The West Bengal School Service Commission (WBSSC) asserted on Thursday that approximately 19,000 individuals, comprising both teaching and non-teaching staff, who were dismissed from their positions following the recent ruling by the Calcutta High Court concerning the teacher recruitment scandal, are likely eligible for reinstatement.

The Calcutta High Court's verdict on Monday (April 22) annulled the entire 2016 recruitment panel established by the WBSSC in connection with the teacher recruitment controversy, resulting in the termination of around 24,000 jobs. However, the WBSSC has stated that it presented the High Court with a roster of 5,300 appointees whose appointments were under suspicion, and it believes that the remaining 19,000 may have fulfilled the necessary qualification criteria, as per news agency PTI.

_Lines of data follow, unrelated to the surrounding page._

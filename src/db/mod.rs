pub mod sqlite;
pub mod repository;

pub use sqlite::*;
pub use repository::*;

use thiserror::Error;

#[derive(Error, Debug)]
pub enum DatabaseError {
    #[error("SQLite error: {0}")]
    Sqlite(#[from] rusqlite::Error),

    #[error("Entity not found: {entity_type} with id {id}")]
    NotFound { entity_type: String, id: String },

    #[error("Invalid enum value for {field}: {value}")]
    InvalidEnum { field: String, value: String },

    #[error("Migration failed at version {version}: {reason}")]
    MigrationFailed { version: i64, reason: String },

    #[error("Constraint violated: {0}")]
    ConstraintViolation(String),
}
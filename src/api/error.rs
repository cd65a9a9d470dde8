//! API error types with structured JSON responses.

use axum::extract::rejection::{JsonRejection, PathRejection, QueryRejection};
use axum::http::StatusCode;
use axum::response::{IntoResponse, Response};
use axum::Json;
use serde::Serialize;

use crate::error::CustodyError;

/// Structured error response body.
#[derive(Debug, Serialize)]
pub struct ErrorBody {
    pub error: ErrorDetail,
}

#[derive(Debug, Serialize)]
pub struct ErrorDetail {
    pub code: &'static str,
    pub message: String,
}

/// API-level errors with HTTP status mapping.
#[derive(Debug, thiserror::Error)]
pub enum ApiError {
    #[error(transparent)]
    Custody(#[from] CustodyError),
    #[error("Invalid request: {0}")]
    BadRequest(String),
    #[error("Internal error: {0}")]
    Internal(String),
}

impl From<JsonRejection> for ApiError {
    fn from(rejection: JsonRejection) -> Self {
        ApiError::BadRequest(rejection.body_text())
    }
}

impl From<QueryRejection> for ApiError {
    fn from(rejection: QueryRejection) -> Self {
        ApiError::BadRequest(rejection.body_text())
    }
}

impl From<PathRejection> for ApiError {
    fn from(rejection: PathRejection) -> Self {
        ApiError::BadRequest(rejection.body_text())
    }
}

pub(crate) fn status_for(err: &CustodyError) -> StatusCode {
    match err {
        CustodyError::NotFound { .. } => StatusCode::NOT_FOUND,
        CustodyError::Forbidden { .. } | CustodyError::SelfReviewForbidden { .. } => {
            StatusCode::FORBIDDEN
        }
        CustodyError::StaleCount { .. }
        | CustodyError::ConcurrentModification { .. }
        | CustodyError::AlreadyDecided { .. }
        | CustodyError::AlreadyResolved(_)
        | CustodyError::InvalidState(_) => StatusCode::CONFLICT,
        CustodyError::EmptyAudit
        | CustodyError::InvalidMedication { .. }
        | CustodyError::Validation(_) => StatusCode::UNPROCESSABLE_ENTITY,
        CustodyError::Database(_) | CustodyError::LockPoisoned => {
            StatusCode::INTERNAL_SERVER_ERROR
        }
    }
}

impl IntoResponse for ApiError {
    fn into_response(self) -> Response {
        let (status, code, message) = match &self {
            ApiError::Custody(err) => {
                let status = status_for(err);
                if status == StatusCode::INTERNAL_SERVER_ERROR {
                    tracing::error!(error = %err, "API internal error");
                }
                (status, err.code(), err.user_message())
            }
            ApiError::BadRequest(detail) => (StatusCode::BAD_REQUEST, "BAD_REQUEST", detail.clone()),
            ApiError::Internal(detail) => {
                tracing::error!(detail, "API internal error");
                (
                    StatusCode::INTERNAL_SERVER_ERROR,
                    "INTERNAL",
                    "An internal error occurred".to_string(),
                )
            }
        };

        let body = ErrorBody {
            error: ErrorDetail { code, message },
        };
        (status, Json(body)).into_response()
    }
}
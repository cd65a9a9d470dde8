use std::str::FromStr;

use rusqlite::{params, Connection, OptionalExtension};
use uuid::Uuid;

use super::{format_datetime, parse_datetime, parse_uuid};
use crate::db::DatabaseError;
use crate::models::enums::*;
use crate::models::*;

/// Append a custody record. `record.id` is ignored and the assigned id returned.
pub fn insert_custody_record(conn: &Connection, record: &CustodyRecord) -> Result<i64, DatabaseError> {
    conn.execute(
        "INSERT INTO custody_events (medication_id, cause, cause_ref, delta, resulting_count,
         recorded_at, prev_hash, hash)
         VALUES (?1, ?2, ?3, ?4, ?5, ?6, ?7, ?8)",
        params![
            record.medication_id.to_string(),
            record.cause.as_str(),
            record.cause_ref,
            record.delta,
            record.resulting_count,
            format_datetime(&record.recorded_at),
            record.prev_hash,
            record.hash,
        ],
    )?;
    Ok(conn.last_insert_rowid())
}

/// Hash of the most recent record for a medication, if any.
pub fn last_custody_hash(conn: &Connection, medication_id: &Uuid) -> Result<Option<String>, DatabaseError> {
    let hash = conn
        .query_row(
            "SELECT hash FROM custody_events WHERE medication_id = ?1 ORDER BY id DESC LIMIT 1",
            params![medication_id.to_string()],
            |row| row.get::<_, String>(0),
        )
        .optional()?;
    Ok(hash)
}

/// Full history for a medication in commit order.
pub fn list_custody_records(
    conn: &Connection,
    medication_id: &Uuid,
) -> Result<Vec<CustodyRecord>, DatabaseError> {
    let mut stmt = conn.prepare(
        "SELECT id, medication_id, cause, cause_ref, delta, resulting_count, recorded_at,
                prev_hash, hash
         FROM custody_events WHERE medication_id = ?1 ORDER BY id ASC",
    )?;

    let rows = stmt.query_map(params![medication_id.to_string()], |row| {
        Ok((
            row.get::<_, i64>(0)?,
            row.get::<_, String>(1)?,
            row.get::<_, String>(2)?,
            row.get::<_, String>(3)?,
            row.get::<_, i64>(4)?,
            row.get::<_, i64>(5)?,
            row.get::<_, String>(6)?,
            row.get::<_, String>(7)?,
            row.get::<_, String>(8)?,
        ))
    })?;

    let mut records = Vec::new();
    for row in rows {
        let (id, med_id, cause, cause_ref, delta, resulting_count, recorded_at, prev_hash, hash) = row?;
        records.push(CustodyRecord {
            id,
            medication_id: parse_uuid(&med_id)?,
            cause: CustodyCause::from_str(&cause)?,
            cause_ref,
            delta,
            resulting_count,
            recorded_at: parse_datetime(&recorded_at)?,
            prev_hash,
            hash,
        });
    }
    Ok(records)
}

"We provided the court with lists of candidates where irregularities in recruitment were detected. These lists were compiled based on two specific irregularities in recruitment, namely Optical Mark Recognition (OMR) sheet manipulation and instances of rank elevation. The total count of such candidates for Groups C and D, as well as teachers for classes 9-10 and 11-12, was approximately 5,300," stated WBSSC chairman Siddhartha Majumdar during a press briefing.

He mentioned that the commission had submitted at least three affidavits before the Calcutta High Court since December 2023, containing the names and roll numbers of suspected staff. "These lists were also shared with the CBI," he added.

"The court presented four queries to us, and we addressed each one comprehensively. The CBI also acknowledged many of our submissions in court. We do not believe that such a large number of candidates were fraudulently recruited. While the agency has the freedom to conduct its own analysis and observations, it is improbable that all candidates were equally inefficient," Majundar remarked.

In its ruling, the High Court outlined 17 different irregularities employed in perpetrating the teachers' recruitment scandal. It also emphasized that the entire 2016 panel was invalidated due to the WBSSC and the Bengal government's failure to cooperate in disclosing the names of those unlawfully appointed, making it impossible to differentiate between legitimate and illegitimate hires.

Furthermore, the court instructed unlawfully appointed individuals to return their salaries within four weeks and called for the re-evaluation of 23 lakh OMR sheets.

Following the High Court's ruling, the Bengal government has approached the Supreme Court, alleging that the bench abruptly annulled the entire recruitment panel without providing sufficient time to address the current education system's needs or make necessary arrangements.